In the project, a 10-member team, led by UO doctoral student Justin Dressler and former visiting Japanese scientist Mitsuru Teraoka, used sulfur-rich thiophene and benzene building blocks in their synthesis of one of the molecules. The result, published in the journal Nature Chemistry, exceeded the team’s expectations.
“Including these pieces completely changed the properties of these molecules,” Dressler said. “Our compounds went from having all double bonds to having two radical centers and eliminating one of the double bonds. Organic molecules that possess this diradical character are very rare and not well understood.”
Translated, the team created an open-shell molecule in which they could control how electrons spin at varying temperatures, an important step for efficiency of data transfer and storage. In what is known as a singlet, or zero, state, electrons spin in opposite directions.

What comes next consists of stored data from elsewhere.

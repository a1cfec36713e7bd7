use std::fmt;
use std::str::FromStr;

use chrono::{DateTime, Utc};
use serde::{Deserialize, Serialize};

#[cfg(feature = "sqlx")]
use sqlx::FromRow;

use crate::error::AppError;

/// Media kind. Drives the upload folder and the foreign-key kind checks.
#[derive(Debug, Clone, Copy, PartialEq, Eq, Hash, Serialize, Deserialize)]
#[cfg_attr(feature = "sqlx", derive(sqlx::Type))]
#[cfg_attr(
    feature = "sqlx",
    sqlx(type_name = "media_kind", rename_all = "lowercase")
)]
#[serde(rename_all = "lowercase")]
pub enum MediaKind {
    Image,
    Video,
}

impl MediaKind {
    pub const ALL: [MediaKind; 2] = [MediaKind::Image, MediaKind::Video];

    pub fn as_str(&self) -> &'static str {
        match self {
            MediaKind::Image => "image",
            MediaKind::Video => "video",
        }
    }

    /// Folder under the managed upload tree.
    pub fn folder(&self) -> &'static str {
        match self {
            MediaKind::Image => "images",
            MediaKind::Video => "videos",
        }
    }
}

impl fmt::Display for MediaKind {
    fn fmt(&self, f: &mut fmt::Formatter<'_>) -> fmt::Result {
        f.write_str(self.as_str())
    }
}

impl FromStr for MediaKind {
    type Err = AppError;

    fn from_str(s: &str) -> Result<Self, Self::Err> {
        match s.trim().to_lowercase().as_str() {
            "image" | "images" => Ok(MediaKind::Image),
            "video" | "videos" => Ok(MediaKind::Video),
            other => Err(AppError::InvalidInput(format!(
                "Unknown media category '{}'. Expected 'image' or 'video'",
                other
            ))),
        }
    }
}

/// Where the bytes of an asset live.
///
/// A managed asset owns exactly one file under the upload tree; an external
/// asset never has one.
#[derive(Debug, Clone, PartialEq, Eq, Serialize, Deserialize)]
#[serde(tag = "storageType")]
pub enum MediaLocator {
    #[serde(rename = "internal")]
    Managed {
        #[serde(rename = "storedName")]
        stored_name: String,
        url: String,
    },
    #[serde(rename = "external")]
    External { url: String },
}

impl MediaLocator {
    pub fn url(&self) -> &str {
        match self {
            MediaLocator::Managed { url, .. } => url,
            MediaLocator::External { url } => url,
        }
    }

    pub fn stored_name(&self) -> Option<&str> {
        match self {
            MediaLocator::Managed { stored_name, .. } => Some(stored_name),
            MediaLocator::External { .. } => None,
        }
    }

    pub fn storage_type(&self) -> &'static str {
        match self {
            MediaLocator::Managed { .. } => STORAGE_TYPE_INTERNAL,
            MediaLocator::External { .. } => STORAGE_TYPE_EXTERNAL,
        }
    }
}

pub const STORAGE_TYPE_INTERNAL: &str = "internal";
pub const STORAGE_TYPE_EXTERNAL: &str = "external";

/// A registered media asset.
#[derive(Debug, Clone, PartialEq, Serialize, Deserialize)]
#[serde(rename_all = "camelCase")]
pub struct MediaAsset {
    pub id: i64,
    pub display_name: String,
    pub kind: MediaKind,
    #[serde(flatten)]
    pub locator: MediaLocator,
    #[serde(skip_serializing_if = "Option::is_none")]
    pub content_type: Option<String>,
    #[serde(skip_serializing_if = "Option::is_none")]
    pub file_size: Option<i64>,
    pub created_at: DateTime<Utc>,
    pub updated_at: DateTime<Utc>,
}

impl MediaAsset {
    pub fn is_managed(&self) -> bool {
        matches!(self.locator, MediaLocator::Managed { .. })
    }
}

/// Input for registering a new asset; the registry assigns id and timestamps.
#[derive(Debug, Clone)]
pub struct NewMediaAsset {
    pub display_name: String,
    pub kind: MediaKind,
    pub locator: MediaLocator,
    pub content_type: Option<String>,
    pub file_size: Option<i64>,
}

/// Filters for media listing.
#[derive(Debug, Clone, Default)]
pub struct MediaFilter {
    pub kind: Option<MediaKind>,
    /// Case-insensitive substring match on the display name.
    pub search: Option<String>,
}

/// Flat database row for `media_assets`.
#[cfg(feature = "sqlx")]
#[derive(Debug, Clone, FromRow)]
pub struct MediaRow {
    pub id: i64,
    pub display_name: String,
    pub kind: MediaKind,
    pub storage_type: String,
    pub locator: String,
    pub stored_name: Option<String>,
    pub content_type: Option<String>,
    pub file_size: Option<i64>,
    pub created_at: DateTime<Utc>,
    pub updated_at: DateTime<Utc>,
}

#[cfg(feature = "sqlx")]
impl MediaRow {
    pub fn into_asset(self) -> Result<MediaAsset, AppError> {
        let locator = match (self.storage_type.as_str(), self.stored_name) {
            (STORAGE_TYPE_INTERNAL, Some(stored_name)) => MediaLocator::Managed {
                stored_name,
                url: self.locator,
            },
            (STORAGE_TYPE_EXTERNAL, _) => MediaLocator::External { url: self.locator },
            (other, _) => {
                return Err(AppError::Internal(format!(
                    "Media asset {} has inconsistent storage type '{}'",
                    self.id, other
                )))
            }
        };

        Ok(MediaAsset {
            id: self.id,
            display_name: self.display_name,
            kind: self.kind,
            locator,
            content_type: self.content_type,
            file_size: self.file_size,
            created_at: self.created_at,
            updated_at: self.updated_at,
        })
    }
}
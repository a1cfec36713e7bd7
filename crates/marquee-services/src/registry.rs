//! Media registry: the catalog of uploaded files and external video links.

use std::sync::Arc;

use marquee_core::models::{
    MediaAsset, MediaFilter, MediaKind, MediaLocator, NewMediaAsset, PageRequest, PaginatedList,
};
use marquee_core::{AppError, VideoLink};
use marquee_db::MediaRepositoryTrait;
use marquee_storage::keys::storage_key;
use marquee_storage::Storage;
use serde::Serialize;

use crate::ingest::UploadDescriptor;

/// Outcome of deleting an asset.
#[derive(Debug, Clone, Serialize)]
#[serde(rename_all = "camelCase")]
pub struct DeletedMedia {
    pub asset: MediaAsset,
    /// False when the asset was managed and its file could not be removed.
    pub file_removed: bool,
}

#[derive(Clone)]
pub struct MediaRegistry {
    repository: Arc<dyn MediaRepositoryTrait>,
    storage: Arc<dyn Storage>,
}

fn display_name_or(display_name: Option<&str>, fallback: impl FnOnce() -> String) -> String {
    match display_name.map(str::trim).filter(|s| !s.is_empty()) {
        Some(name) => name.to_string(),
        None => fallback(),
    }
}

impl MediaRegistry {
    pub fn new(repository: Arc<dyn MediaRepositoryTrait>, storage: Arc<dyn Storage>) -> Self {
        Self {
            repository,
            storage,
        }
    }

    /// Register a freshly ingested upload. If the row cannot be written the
    /// stored file is removed again.
    #[tracing::instrument(skip(self, descriptor, display_name), fields(stored_name = %descriptor.stored_name, kind = %descriptor.kind))]
    pub async fn create_from_upload(
        &self,
        descriptor: UploadDescriptor,
        display_name: Option<&str>,
    ) -> Result<MediaAsset, AppError> {
        let display_name = display_name_or(display_name, || descriptor.original_name.clone());

        let new_asset = NewMediaAsset {
            display_name,
            kind: descriptor.kind,
            locator: MediaLocator::Managed {
                stored_name: descriptor.stored_name.clone(),
                url: descriptor.url.clone(),
            },
            content_type: Some(descriptor.content_type.clone()),
            file_size: Some(descriptor.file_size),
        };

        match self.repository.insert(new_asset).await {
            Ok(asset) => {
                tracing::info!(media_id = asset.id, "Media asset registered");
                Ok(asset)
            }
            Err(e) => {
                if let Err(cleanup) = self.storage.delete(&descriptor.storage_key).await {
                    tracing::warn!(
                        error = %cleanup,
                        storage_key = %descriptor.storage_key,
                        "Failed to remove upload after registry insert failed"
                    );
                }
                Err(e)
            }
        }
    }

    /// Register an external video. `title` falls back to a name derived from the video id.
    #[tracing::instrument(skip(self, title))]
    pub async fn create_from_external_link(
        &self,
        url: &str,
        title: Option<&str>,
    ) -> Result<MediaAsset, AppError> {
        let link = VideoLink::parse(url)?;
        let display_name = display_name_or(title, || format!("YouTube video {}", link.video_id));

        let asset = self
            .repository
            .insert(NewMediaAsset {
                display_name,
                kind: MediaKind::Video,
                locator: MediaLocator::External {
                    url: link.canonical_url(),
                },
                content_type: None,
                file_size: None,
            })
            .await?;

        tracing::info!(media_id = asset.id, video_id = %link.video_id, "External video registered");
        Ok(asset)
    }

    pub async fn list(
        &self,
        filter: &MediaFilter,
        page: PageRequest,
    ) -> Result<PaginatedList<MediaAsset>, AppError> {
        let (items, total) = self.repository.list(filter, page).await?;
        Ok(PaginatedList::new(items, page, total))
    }

    pub async fn get_by_id(&self, id: i64) -> Result<MediaAsset, AppError> {
        self.repository
            .get(id)
            .await?
            .ok_or_else(|| AppError::NotFound(format!("Media asset {} not found", id)))
    }

    /// Remove an asset. The backing file of a managed asset is removed first,
    /// best-effort; the row is removed regardless. Projects that still point
    /// at the asset are left as they are.
    #[tracing::instrument(skip(self), fields(media_id = %id))]
    pub async fn delete(&self, id: i64) -> Result<DeletedMedia, AppError> {
        let asset = self.get_by_id(id).await?;

        let mut file_removed = true;
        if let Some(stored_name) = asset.locator.stored_name() {
            let key = storage_key(asset.kind, stored_name);
            if let Err(e) = self.storage.delete(&key).await {
                file_removed = false;
                tracing::warn!(
                    error = %e,
                    storage_key = %key,
                    "Failed to remove media file, deleting registry row anyway"
                );
            }
        }

        if !self.repository.delete(id).await? {
            tracing::debug!("Media row already gone");
        }

        tracing::info!(file_removed, "Media asset deleted");
        Ok(DeletedMedia {
            asset,
            file_removed,
        })
    }
}
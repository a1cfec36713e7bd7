use std::path::{Path, PathBuf};

use async_trait::async_trait;
use marquee_core::models::MediaKind;
use tokio::fs;
use tokio::io::AsyncWriteExt;

use crate::keys::storage_key;
use crate::traits::{Storage, StorageError, StorageResult, StoredObject};

/// Managed upload tree on the local filesystem.
///
/// Files live at `{base_path}/{images|videos}/{stored name}` and are served
/// under `{base_url}/{images|videos}/{stored name}`.
#[derive(Clone)]
pub struct LocalStorage {
    base_path: PathBuf,
    base_url: String,
}

impl LocalStorage {
    /// Create a new LocalStorage instance
    ///
    /// # Arguments
    /// * `base_path` - Root of the upload tree (e.g., "./public/uploads")
    /// * `base_url` - Root-relative URL prefix the tree is served under (e.g., "/uploads")
    pub async fn new(base_path: impl Into<PathBuf>, base_url: String) -> StorageResult<Self> {
        let base_path = base_path.into();

        for kind in MediaKind::ALL {
            let folder = base_path.join(kind.folder());
            fs::create_dir_all(&folder).await.map_err(|e| {
                StorageError::ConfigError(format!(
                    "Failed to create storage directory {}: {}",
                    folder.display(),
                    e
                ))
            })?;
        }

        Ok(LocalStorage {
            base_path,
            base_url,
        })
    }

    pub fn base_path(&self) -> &Path {
        &self.base_path
    }

    /// Convert storage key to filesystem path with security validation
    ///
    /// Rejects keys that could escape the base storage directory.
    fn key_to_path(&self, storage_key: &str) -> StorageResult<PathBuf> {
        if storage_key.is_empty() || storage_key.contains("..") || storage_key.starts_with('/') {
            return Err(StorageError::InvalidKey(
                "Storage key contains invalid characters".to_string(),
            ));
        }

        let path = self.base_path.join(storage_key);

        let base_canonical = self.base_path.canonicalize().map_err(|e| {
            StorageError::ConfigError(format!("Failed to canonicalize base path: {}", e))
        })?;

        if let Ok(canonical) = path.canonicalize() {
            if canonical.strip_prefix(&base_canonical).is_err() {
                return Err(StorageError::InvalidKey(
                    "Storage key resolves outside storage directory".to_string(),
                ));
            }
        } else if path.strip_prefix(&self.base_path).is_err() {
            return Err(StorageError::InvalidKey(
                "Storage key resolves outside storage directory".to_string(),
            ));
        }

        Ok(path)
    }

    fn generate_url(&self, key: &str) -> String {
        format!("{}/{}", self.base_url.trim_end_matches('/'), key)
    }
}

#[async_trait]
impl Storage for LocalStorage {
    async fn upload(
        &self,
        kind: MediaKind,
        stored_name: &str,
        data: Vec<u8>,
    ) -> StorageResult<(String, String)> {
        if stored_name.contains('/') || stored_name.contains('\\') {
            return Err(StorageError::InvalidKey(format!(
                "Stored name must not contain path separators: {}",
                stored_name
            )));
        }

        let key = storage_key(kind, stored_name);
        let path = self.key_to_path(&key)?;
        let size = data.len();
        let start = std::time::Instant::now();

        // create_new: stored names are unique, never clobber an existing upload
        let mut file = fs::OpenOptions::new()
            .write(true)
            .create_new(true)
            .open(&path)
            .await
            .map_err(|e| {
                StorageError::UploadFailed(format!(
                    "Failed to create file {}: {}",
                    path.display(),
                    e
                ))
            })?;

        file.write_all(&data).await.map_err(|e| {
            StorageError::UploadFailed(format!("Failed to write file {}: {}", path.display(), e))
        })?;

        file.sync_all().await.map_err(|e| {
            StorageError::UploadFailed(format!("Failed to sync file {}: {}", path.display(), e))
        })?;

        let url = self.generate_url(&key);

        tracing::info!(
            path = %path.display(),
            key = %key,
            size_bytes = size,
            duration_ms = start.elapsed().as_secs_f64() * 1000.0,
            "Local storage upload successful"
        );

        Ok((key, url))
    }

    async fn delete(&self, storage_key: &str) -> StorageResult<()> {
        let path = self.key_to_path(storage_key)?;
        let start = std::time::Instant::now();

        match fs::remove_file(&path).await {
            Ok(()) => {}
            Err(e) if e.kind() == std::io::ErrorKind::NotFound => return Ok(()),
            Err(e) => {
                return Err(StorageError::DeleteFailed(format!(
                    "Failed to delete file {}: {}",
                    path.display(),
                    e
                )))
            }
        }

        tracing::info!(
            path = %path.display(),
            key = %storage_key,
            duration_ms = start.elapsed().as_secs_f64() * 1000.0,
            "Local storage delete successful"
        );

        Ok(())
    }

    async fn list(&self, kind: MediaKind) -> StorageResult<Vec<StoredObject>> {
        let folder = self.base_path.join(kind.folder());
        let mut entries = match fs::read_dir(&folder).await {
            Ok(entries) => entries,
            Err(e) if e.kind() == std::io::ErrorKind::NotFound => return Ok(Vec::new()),
            Err(e) => return Err(e.into()),
        };

        let mut objects = Vec::new();
        while let Some(entry) = entries.next_entry().await? {
            let metadata = entry.metadata().await?;
            if !metadata.is_file() {
                continue;
            }
            let Some(stored_name) = entry.file_name().to_str().map(str::to_string) else {
                tracing::warn!(path = %entry.path().display(), "Skipping non UTF-8 file name");
                continue;
            };
            objects.push(StoredObject {
                key: storage_key(kind, &stored_name),
                stored_name,
                size_bytes: metadata.len(),
                modified: metadata.modified()?,
            });
        }

        Ok(objects)
    }
}
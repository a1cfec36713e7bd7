//! Marquee Services Layer
//!
//! Orchestration over the storage and database crates: upload ingestion, the
//! media registry, projects with media references, and upload tree cleanup.
//! HTTP handling stays in marquee-api.

pub mod cleanup;
pub mod ingest;
pub mod optimizer;
pub mod projects;
pub mod registry;

pub use cleanup::{CleanupService, ReconcileReport};
pub use ingest::{IncomingFile, IngestLimits, UploadDescriptor, UploadIngestor, UploadPolicy};
pub use optimizer::{CommandOptimizer, ImageOptimizer, NoopOptimizer};
pub use projects::{ProjectService, ResolvedChanges};
pub use registry::{DeletedMedia, MediaRegistry};
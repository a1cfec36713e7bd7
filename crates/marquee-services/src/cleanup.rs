use std::collections::HashSet;
use std::sync::Arc;
use std::time::{Duration, SystemTime};

use marquee_core::models::MediaKind;
use marquee_core::AppError;
use marquee_db::MediaRepositoryTrait;
use marquee_storage::Storage;
use serde::Serialize;
use tokio::time::interval;

use crate::projects::ProjectService;

/// What one reconciliation pass found and did.
#[derive(Debug, Clone, Default, PartialEq, Eq, Serialize)]
#[serde(rename_all = "camelCase")]
pub struct ReconcileReport {
    pub scanned: usize,
    /// Storage keys of removed orphan files.
    pub removed: Vec<String>,
    /// Orphans younger than the grace period, left for a later pass.
    pub kept_recent: usize,
    pub failed: usize,
}

/// Repairs the managed upload tree after partial failures: files that no
/// registry row points at are removed once they are older than the grace
/// period. Each pass also reports dangling project references.
#[derive(Clone)]
pub struct CleanupService {
    media: Arc<dyn MediaRepositoryTrait>,
    storage: Arc<dyn Storage>,
    projects: ProjectService,
    grace_period: Duration,
    run_interval: Duration,
}

impl CleanupService {
    pub fn new(
        media: Arc<dyn MediaRepositoryTrait>,
        storage: Arc<dyn Storage>,
        projects: ProjectService,
        grace_period: Duration,
        run_interval: Duration,
    ) -> Self {
        Self {
            media,
            storage,
            projects,
            grace_period,
            run_interval,
        }
    }

    /// Start the background reconciliation loop.
    /// Returns a JoinHandle for graceful shutdown
    pub fn start(self: Arc<Self>) -> tokio::task::JoinHandle<()> {
        tokio::spawn(async move {
            let mut cleanup_interval = interval(self.run_interval);

            loop {
                cleanup_interval.tick().await;

                tracing::info!("Starting scheduled upload tree reconciliation");

                if let Err(e) = self.run_once().await {
                    tracing::error!(error = %e, "Cleanup task failed");
                }
            }
        })
    }

    /// One full pass: orphan files, then the dangling reference audit.
    #[tracing::instrument(skip(self), fields(cleanup.operation = "reconcile"))]
    pub async fn run_once(&self) -> Result<ReconcileReport, AppError> {
        let report = self.reconcile_orphan_files().await?;

        let dangling = match self.projects.dangling_references().await {
            Ok(refs) => refs.len(),
            Err(e) => {
                tracing::error!(error = %e, "Failed to audit project media references");
                0
            }
        };

        tracing::info!(
            scanned = report.scanned,
            removed = report.removed.len(),
            kept_recent = report.kept_recent,
            failed = report.failed,
            dangling,
            "Cleanup completed"
        );

        Ok(report)
    }

    /// Remove files in the managed tree that no registry row knows about.
    /// Safe to repeat.
    pub async fn reconcile_orphan_files(&self) -> Result<ReconcileReport, AppError> {
        let mut report = ReconcileReport::default();
        let now = SystemTime::now();

        for kind in MediaKind::ALL {
            self.reconcile_kind(kind, now, &mut report).await?;
        }

        Ok(report)
    }

    #[tracing::instrument(skip(self, now, report), fields(cleanup.media_type = %kind))]
    async fn reconcile_kind(
        &self,
        kind: MediaKind,
        now: SystemTime,
        report: &mut ReconcileReport,
    ) -> Result<(), AppError> {
        let objects = self.storage.list(kind).await?;
        report.scanned += objects.len();
        if objects.is_empty() {
            return Ok(());
        }

        let names: Vec<String> = objects.iter().map(|o| o.stored_name.clone()).collect();
        let known: HashSet<String> = self.media.known_stored_names(kind, &names).await?;

        for object in objects {
            if known.contains(&object.stored_name) {
                continue;
            }

            let age = now.duration_since(object.modified).unwrap_or_default();
            if age < self.grace_period {
                report.kept_recent += 1;
                continue;
            }

            match self.storage.delete(&object.key).await {
                Ok(()) => {
                    tracing::info!(storage_key = %object.key, "Removed orphan upload");
                    report.removed.push(object.key);
                }
                Err(e) => {
                    tracing::error!(
                        error = %e,
                        storage_key = %object.key,
                        "Failed to remove orphan upload"
                    );
                    report.failed += 1;
                }
            }
        }

        Ok(())
    }
}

The new work unveiled a way to control the flipping of spin to make it go parallel, providing a triplet state where the bonding enters the 1 state.
“We have begun to learn how to dial in the temperature by rational modification of the molecular structure,” said Haley, a professor in the Department of Chemistry and Biochemistry. “We have morphed our interest into the area known as spintronics.”
Initially, Dressler said, the team saw evidence of a persistent singlet diradical state in their new molecule but could not definitively show that the triplet state could be achieved.
“The nail in the coffin was when our collaborators in Spain were able to modify a spectrometer to detect the population of the triplet state at elevated temperatures,” Dressler said.
That temperature, at about 350 degrees Fahrenheit, is unprecedented for a diradical structure, Haley said, making such molecules more practical for use in electronic data-storage devices or molecular batteries, he said.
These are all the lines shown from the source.